== EXERCISE ==
Search the data for the word "PhaseSet" and copy each line that has it.

:: LISTED ENTRIES

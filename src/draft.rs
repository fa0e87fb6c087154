//! Editable working copy of a phase set's configuration.
//!
//! The configure command edits a [`PhaseConfigDraft`] and only writes it back
//! to the folder on [`PhaseConfigDraft::apply`]. Nothing here touches a store
//! until then.

use crate::controller::{AdvanceOutcome, PhaseController};
use crate::errors::Result;
use crate::phase_set::PhaseSet;

#[derive(Debug, Clone, PartialEq, Eq)]
pub struct DraftEntry {
    pub scene_id: String,
    pub skipped: bool,
    pub selected: bool,
}

#[derive(Debug, Clone, Default, PartialEq, Eq)]
pub struct PhaseConfigDraft {
    scene_ids: Vec<String>,
    skipped_scene_ids: Vec<String>,
    merge_tokens: bool,
    selected: Option<String>,
}

impl PhaseConfigDraft {
    pub fn for_phase_set(set: &PhaseSet) -> Self {
        Self {
            scene_ids: set.phase_scene_ids().to_vec(),
            skipped_scene_ids: set.skipped_scene_ids().to_vec(),
            merge_tokens: set.merge_tokens(),
            selected: None,
        }
    }

    pub fn scene_ids(&self) -> &[String] {
        &self.scene_ids
    }

    pub fn skipped_scene_ids(&self) -> &[String] {
        &self.skipped_scene_ids
    }

    pub fn merge_tokens(&self) -> bool {
        self.merge_tokens
    }

    pub fn selected(&self) -> Option<&str> {
        self.selected.as_deref()
    }

    pub fn entries(&self) -> Vec<DraftEntry> {
        self.scene_ids
            .iter()
            .map(|id| DraftEntry {
                scene_id: id.clone(),
                skipped: self.is_skipped(id),
                selected: self.selected.as_deref() == Some(id.as_str()),
            })
            .collect()
    }

    fn is_skipped(&self, id: &str) -> bool {
        self.skipped_scene_ids.iter().any(|s| s == id)
    }

    fn selected_index(&self) -> Option<usize> {
        let selected = self.selected.as_deref()?;
        self.scene_ids.iter().position(|id| id == selected)
    }

    /// Select a scene for move/skip. `None` clears the selection.
    pub fn select_scene(&mut self, id: Option<&str>) {
        self.selected = id.map(str::to_string);
    }

    /// Move the selected scene by `delta` positions, clamped to the list.
    pub fn move_selected(&mut self, delta: i64) {
        let Some(index) = self.selected_index() else {
            return;
        };
        let last = self.scene_ids.len() as i64 - 1;
        let target = (index as i64 + delta).clamp(0, last) as usize;
        let id = self.scene_ids.remove(index);
        self.scene_ids.insert(target, id);
    }

    /// Skip the selected scene, or unskip it if it already is.
    pub fn toggle_skip(&mut self) {
        let Some(selected) = self.selected.clone() else {
            return;
        };
        if self.is_skipped(&selected) {
            self.skipped_scene_ids.retain(|id| *id != selected);
        } else {
            self.skipped_scene_ids.push(selected);
        }
    }

    pub fn set_merge_tokens(&mut self, merge: bool) {
        self.merge_tokens = merge;
    }

    pub fn disable_up(&self) -> bool {
        matches!(self.selected_index(), None | Some(0))
    }

    pub fn disable_down(&self) -> bool {
        match self.selected_index() {
            None => true,
            Some(index) => index + 1 == self.scene_ids.len(),
        }
    }

    pub fn disable_toggle_skip(&self) -> bool {
        self.selected.is_none()
    }

    pub fn toggle_skip_active(&self) -> bool {
        self.selected.as_deref().is_some_and(|id| self.is_skipped(id))
    }

    pub fn toggle_skip_title(&self) -> &'static str {
        if self.toggle_skip_active() {
            "Unskip"
        } else {
            "Skip"
        }
    }

    /// Write the draft into `set` and save it.
    pub async fn apply(&self, set: &mut PhaseSet) -> Result<()> {
        set.set_phase_scene_ids(self.scene_ids.clone());
        set.set_skipped_scene_ids(self.skipped_scene_ids.clone());
        set.set_merge_tokens(self.merge_tokens);
        set.save().await?;
        tracing::info!(folder = %set.name(), "saved phase configuration");
        Ok(())
    }

    /// [`apply`](Self::apply), then make `set` the active sequence.
    pub async fn apply_and_activate(
        &self,
        set: &mut PhaseSet,
        controller: &PhaseController,
    ) -> Result<AdvanceOutcome> {
        self.apply(set).await?;
        controller.activate(set).await
    }
}

#[cfg(test)]
mod tests {
    use super::*;

    fn draft(ids: &[&str]) -> PhaseConfigDraft {
        PhaseConfigDraft {
            scene_ids: ids.iter().map(|s| s.to_string()).collect(),
            merge_tokens: true,
            ..Default::default()
        }
    }

    #[test]
    fn test_nothing_selected_disables_everything() {
        let d = draft(&["a", "b"]);
        assert!(d.disable_up());
        assert!(d.disable_down());
        assert!(d.disable_toggle_skip());
        assert!(!d.toggle_skip_active());
        assert_eq!(d.toggle_skip_title(), "Skip");
    }

    #[test]
    fn test_move_is_clamped() {
        let mut d = draft(&["a", "b", "c"]);
        d.select_scene(Some("a"));
        assert!(d.disable_up());
        assert!(!d.disable_down());

        d.move_selected(1);
        assert_eq!(d.scene_ids(), &["b", "a", "c"]);
        d.move_selected(10);
        assert_eq!(d.scene_ids(), &["b", "c", "a"]);
        assert!(d.disable_down());
        d.move_selected(-10);
        assert_eq!(d.scene_ids(), &["a", "b", "c"]);
    }

    #[test]
    fn test_move_without_selection_is_noop() {
        let mut d = draft(&["a", "b"]);
        d.move_selected(1);
        assert_eq!(d.scene_ids(), &["a", "b"]);
        d.select_scene(Some("zzz"));
        d.move_selected(1);
        assert_eq!(d.scene_ids(), &["a", "b"]);
    }

    #[test]
    fn test_toggle_skip() {
        let mut d = draft(&["a", "b"]);
        d.select_scene(Some("b"));
        d.toggle_skip();
        assert_eq!(d.skipped_scene_ids(), &["b"]);
        assert!(d.toggle_skip_active());
        assert_eq!(d.toggle_skip_title(), "Unskip");

        d.toggle_skip();
        assert!(d.skipped_scene_ids().is_empty());
        assert_eq!(d.toggle_skip_title(), "Skip");
    }

    #[test]
    fn test_entries_mark_selection_and_skips() {
        let mut d = draft(&["a", "b"]);
        d.select_scene(Some("a"));
        d.toggle_skip();
        let entries = d.entries();
        assert!(entries[0].selected && entries[0].skipped);
        assert!(!entries[1].selected && !entries[1].skipped);
    }
}
//! CLI command implementations.
//!
//! | Module   | Commands handled                                          |
//! |----------|-----------------------------------------------------------|
//! | `world`  | `World`                                                   |
//! | `phase`  | `List`, `Status`, `Configure`, `Activate`, `Advance`, ... |
//! | `config` | `Config`                                                  |

pub mod config;
pub mod phase;
pub mod world;

pub use config::cmd_config;
pub use phase::{
    ConfigureEdits, cmd_activate, cmd_advance, cmd_configure, cmd_deactivate, cmd_list,
    cmd_status,
};
pub use world::cmd_world;

use anyhow::{Context, Result};
use std::path::PathBuf;
use std::sync::Arc;

use phasey::config::PhaseyConfig;
use phasey::controller::PhaseController;
use phasey::notify::ConsoleNotifier;
use phasey::store::MemoryWorld;

/// A loaded world file plus the controller driving it.
pub struct Session {
    pub world: Arc<MemoryWorld>,
    pub world_path: PathBuf,
    pub controller: PhaseController,
}

impl Session {
    pub fn open(config: &PhaseyConfig) -> Result<Self> {
        let world_path = config.world_path();
        if !world_path.exists() {
            anyhow::bail!(
                "No world file at {}. Run 'phasey world init' first.",
                world_path.display()
            );
        }
        let world = MemoryWorld::load(&world_path)
            .with_context(|| format!("Failed to load world from {}", world_path.display()))?;
        let world = Arc::new(world);
        tracing::debug!(path = %world_path.display(), "loaded world");
        let controller =
            PhaseController::new(world.clone(), world.clone(), Arc::new(ConsoleNotifier))
                .with_strategy(config.merge_strategy());
        Ok(Self {
            world,
            world_path,
            controller,
        })
    }

    pub async fn save(&self) -> Result<()> {
        self.world
            .save(&self.world_path)
            .await
            .with_context(|| format!("Failed to save world to {}", self.world_path.display()))
    }
}
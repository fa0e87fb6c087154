//! Next-phase computation.
//!
//! Steps wrap around the phase list in both directions. When the step lands
//! on a skipped phase the walk continues forward one phase at a time until it
//! finds one that is not skipped.

/// Where an advance should go.
#[derive(Debug, Clone, Copy, PartialEq, Eq)]
pub enum NextPhase {
    /// Move to (or re-apply) the phase at this index
    Phase(usize),
    /// The current phase is the only one not skipped, so moving is a no-op
    OnlyValidPhase,
    /// The list is empty or every phase is skipped
    NoValidPhases,
}

/// Compute the phase reached from `current` after `steps` (negative = backward).
pub fn next_phase_index(
    phase_ids: &[String],
    skipped_ids: &[String],
    current: usize,
    steps: i64,
) -> NextPhase {
    let is_skipped = |index: usize| skipped_ids.contains(&phase_ids[index]);
    let len = phase_ids.len();
    let valid = (0..len).filter(|&i| !is_skipped(i)).count();
    if valid == 0 {
        return NextPhase::NoValidPhases;
    }

    let mut candidate = (current as i64).wrapping_add(steps).rem_euclid(len as i64) as usize;
    while is_skipped(candidate) {
        candidate = (candidate + 1) % len;
    }

    if steps != 0 && valid == 1 && candidate == current {
        return NextPhase::OnlyValidPhase;
    }
    NextPhase::Phase(candidate)
}
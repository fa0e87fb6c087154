//! In-memory host world backed by an optional JSON world file.

use std::collections::BTreeMap;
use std::path::{Path, PathBuf};
use std::sync::atomic::{AtomicUsize, Ordering};

use async_trait::async_trait;
use chrono::{DateTime, Utc};
use serde::{Deserialize, Serialize};
use serde_json::{Map, Value, json};
use tokio::sync::RwLock;

use super::object_path::merge_object;
use super::{Document, DocumentKind, DocumentStore, EmbeddedKind, SettingScope, SettingsStore};
use crate::errors::StoreError;

/// Serialized form of a world file.
#[derive(Debug, Clone, Default, Serialize, Deserialize)]
pub struct WorldSnapshot {
    #[serde(default, skip_serializing_if = "Option::is_none")]
    pub saved_at: Option<DateTime<Utc>>,
    #[serde(default)]
    pub documents: BTreeMap<String, Document>,
    #[serde(default)]
    pub world_settings: BTreeMap<String, Value>,
    #[serde(default)]
    pub client_settings: BTreeMap<String, Value>,
    /// Scene the local client is looking at
    #[serde(default, skip_serializing_if = "Option::is_none")]
    pub viewed_scene: Option<String>,
}

/// Document and settings store held in memory.
///
/// Ids are unique across document kinds. The presented scene is the scene whose
/// `active` field is true.
#[derive(Debug, Default)]
pub struct MemoryWorld {
    state: RwLock<WorldSnapshot>,
    /// Number of upcoming document updates to reject
    reject_updates: AtomicUsize,
}

/// Generate a host-style 16 character id.
pub fn new_id() -> String {
    uuid::Uuid::new_v4().simple().to_string()[..16].to_string()
}

impl MemoryWorld {
    pub fn new() -> Self {
        Self::default()
    }

    pub fn from_snapshot(snapshot: WorldSnapshot) -> Self {
        Self {
            state: RwLock::new(snapshot),
            reject_updates: AtomicUsize::new(0),
        }
    }

    /// Load a world file.
    pub fn load(path: &Path) -> Result<Self, StoreError> {
        let content = std::fs::read_to_string(path).map_err(|source| StoreError::Io {
            path: path.to_path_buf(),
            source,
        })?;
        let snapshot: WorldSnapshot = serde_json::from_str(&content)?;
        Ok(Self::from_snapshot(snapshot))
    }

    /// Write the world to a file.
    pub async fn save(&self, path: &Path) -> Result<(), StoreError> {
        let mut snapshot = self.snapshot().await;
        snapshot.saved_at = Some(Utc::now());
        let content = serde_json::to_string_pretty(&snapshot)?;
        std::fs::write(path, content).map_err(|source| StoreError::Io {
            path: PathBuf::from(path),
            source,
        })
    }

    pub async fn snapshot(&self) -> WorldSnapshot {
        self.state.read().await.clone()
    }

    /// Make the next `count` document updates fail with `StoreError::Rejected`.
    pub fn reject_next_updates(&self, count: usize) {
        self.reject_updates.store(count, Ordering::SeqCst);
    }

    pub async fn create_folder(&self, name: &str) -> Result<Document, StoreError> {
        let data = json!({"name": name, "type": "Scene"});
        self.create(DocumentKind::Folder, object(data)).await
    }

    /// Create a scene in `folder` with extra source fields.
    pub async fn create_scene(
        &self,
        name: &str,
        folder: Option<&str>,
        fields: Map<String, Value>,
    ) -> Result<Document, StoreError> {
        let mut data = fields;
        data.insert("name".into(), json!(name));
        data.insert("folder".into(), json!(folder));
        data.entry("active").or_insert(json!(false));
        data.entry("tokens").or_insert(json!([]));
        self.create(DocumentKind::Scene, data).await
    }

    /// Present a scene to players, deactivating every other scene.
    pub async fn present(&self, scene_id: &str) -> Result<(), StoreError> {
        let mut state = self.state.write().await;
        if !state.documents.contains_key(scene_id) {
            return Err(missing(DocumentKind::Scene, scene_id));
        }
        for (id, doc) in state.documents.iter_mut() {
            if doc.kind == DocumentKind::Scene {
                doc.source.insert("active".into(), json!(id == scene_id));
            }
        }
        Ok(())
    }

    /// Point the local client's view at a scene.
    pub async fn view(&self, scene_id: &str) -> Result<(), StoreError> {
        let mut state = self.state.write().await;
        if !state.documents.contains_key(scene_id) {
            return Err(missing(DocumentKind::Scene, scene_id));
        }
        state.viewed_scene = Some(scene_id.to_string());
        Ok(())
    }

    fn take_rejection(&self) -> bool {
        self.reject_updates
            .fetch_update(Ordering::SeqCst, Ordering::SeqCst, |n| n.checked_sub(1))
            .is_ok()
    }
}

fn object(value: Value) -> Map<String, Value> {
    match value {
        Value::Object(map) => map,
        _ => Map::new(),
    }
}

fn missing(kind: DocumentKind, id: &str) -> StoreError {
    StoreError::Missing {
        kind,
        id: id.to_string(),
    }
}

#[async_trait]
impl DocumentStore for MemoryWorld {
    async fn get(&self, kind: DocumentKind, id: &str) -> Result<Option<Document>, StoreError> {
        let state = self.state.read().await;
        Ok(state.documents.get(id).filter(|d| d.kind == kind).cloned())
    }

    async fn create(
        &self,
        kind: DocumentKind,
        mut data: Map<String, Value>,
    ) -> Result<Document, StoreError> {
        let id = new_id();
        data.insert("_id".into(), json!(id));
        data.entry("name").or_insert(json!(""));
        let doc = Document::new(kind, data);
        self.state.write().await.documents.insert(id, doc.clone());
        tracing::debug!(kind = %kind, id = %doc.id(), name = %doc.name(), "created document");
        Ok(doc)
    }

    async fn update(
        &self,
        kind: DocumentKind,
        id: &str,
        mut changes: Map<String, Value>,
    ) -> Result<Option<Document>, StoreError> {
        if self.take_rejection() {
            return Err(StoreError::Rejected(format!("update of {kind} {id} refused")));
        }
        changes.remove("_id");
        let mut state = self.state.write().await;
        let doc = state
            .documents
            .get_mut(id)
            .filter(|d| d.kind == kind)
            .ok_or_else(|| missing(kind, id))?;
        if merge_object(&mut doc.source, changes) {
            Ok(Some(doc.clone()))
        } else {
            Ok(None)
        }
    }

    async fn delete(&self, kind: DocumentKind, id: &str) -> Result<(), StoreError> {
        let mut state = self.state.write().await;
        if !state.documents.get(id).is_some_and(|d| d.kind == kind) {
            return Err(missing(kind, id));
        }
        state.documents.remove(id);
        if state.viewed_scene.as_deref() == Some(id) {
            state.viewed_scene = None;
        }
        Ok(())
    }

    async fn create_embedded(
        &self,
        scene_id: &str,
        kind: EmbeddedKind,
        data: Vec<Map<String, Value>>,
    ) -> Result<Vec<Map<String, Value>>, StoreError> {
        let mut state = self.state.write().await;
        let scene = state
            .documents
            .get_mut(scene_id)
            .filter(|d| d.kind == DocumentKind::Scene)
            .ok_or_else(|| missing(DocumentKind::Scene, scene_id))?;

        let created: Vec<Map<String, Value>> = data
            .into_iter()
            .map(|mut doc| {
                doc.insert("_id".into(), json!(new_id()));
                doc
            })
            .collect();

        let collection = scene
            .source
            .entry(kind.collection())
            .or_insert_with(|| json!([]));
        if !collection.is_array() {
            *collection = json!([]);
        }
        if let Value::Array(docs) = collection {
            docs.extend(created.iter().cloned().map(Value::Object));
        }
        Ok(created)
    }

    async fn delete_embedded(
        &self,
        scene_id: &str,
        kind: EmbeddedKind,
        ids: &[String],
    ) -> Result<(), StoreError> {
        let mut state = self.state.write().await;
        let scene = state
            .documents
            .get_mut(scene_id)
            .filter(|d| d.kind == DocumentKind::Scene)
            .ok_or_else(|| missing(DocumentKind::Scene, scene_id))?;
        if let Some(Value::Array(docs)) = scene.source.get_mut(kind.collection()) {
            docs.retain(|d| {
                d.get("_id")
                    .and_then(Value::as_str)
                    .is_none_or(|id| !ids.iter().any(|x| x == id))
            });
        }
        Ok(())
    }

    async fn folders(&self) -> Result<Vec<Document>, StoreError> {
        let state = self.state.read().await;
        Ok(state
            .documents
            .values()
            .filter(|d| d.kind == DocumentKind::Folder)
            .cloned()
            .collect())
    }

    async fn folder_scenes(&self, folder_id: &str) -> Result<Vec<Document>, StoreError> {
        let state = self.state.read().await;
        Ok(state
            .documents
            .values()
            .filter(|d| d.kind == DocumentKind::Scene && d.folder() == Some(folder_id))
            .cloned()
            .collect())
    }

    async fn presented_scene_id(&self) -> Result<Option<String>, StoreError> {
        let state = self.state.read().await;
        Ok(state
            .documents
            .values()
            .find(|d| {
                d.kind == DocumentKind::Scene
                    && d.field("active").and_then(Value::as_bool) == Some(true)
            })
            .map(|d| d.id().to_string()))
    }

    async fn viewed_scene_id(&self) -> Result<Option<String>, StoreError> {
        Ok(self.state.read().await.viewed_scene.clone())
    }
}

#[async_trait]
impl SettingsStore for MemoryWorld {
    async fn get_setting(
        &self,
        scope: SettingScope,
        key: &str,
    ) -> Result<Option<Value>, StoreError> {
        let state = self.state.read().await;
        let settings = match scope {
            SettingScope::World => &state.world_settings,
            SettingScope::Client => &state.client_settings,
        };
        Ok(settings.get(key).cloned())
    }

    async fn set_setting(
        &self,
        scope: SettingScope,
        key: &str,
        value: Value,
    ) -> Result<(), StoreError> {
        let mut state = self.state.write().await;
        let settings = match scope {
            SettingScope::World => &mut state.world_settings,
            SettingScope::Client => &mut state.client_settings,
        };
        settings.insert(key.to_string(), value);
        Ok(())
    }
}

::::

== REPLY ==
use crate::phase_set::PhaseSet;
    pub fn for_phase_set(set: &PhaseSet) -> Self {
    pub async fn apply(&self, set: &mut PhaseSet) -> Result<()> {
        set: &mut PhaseSet,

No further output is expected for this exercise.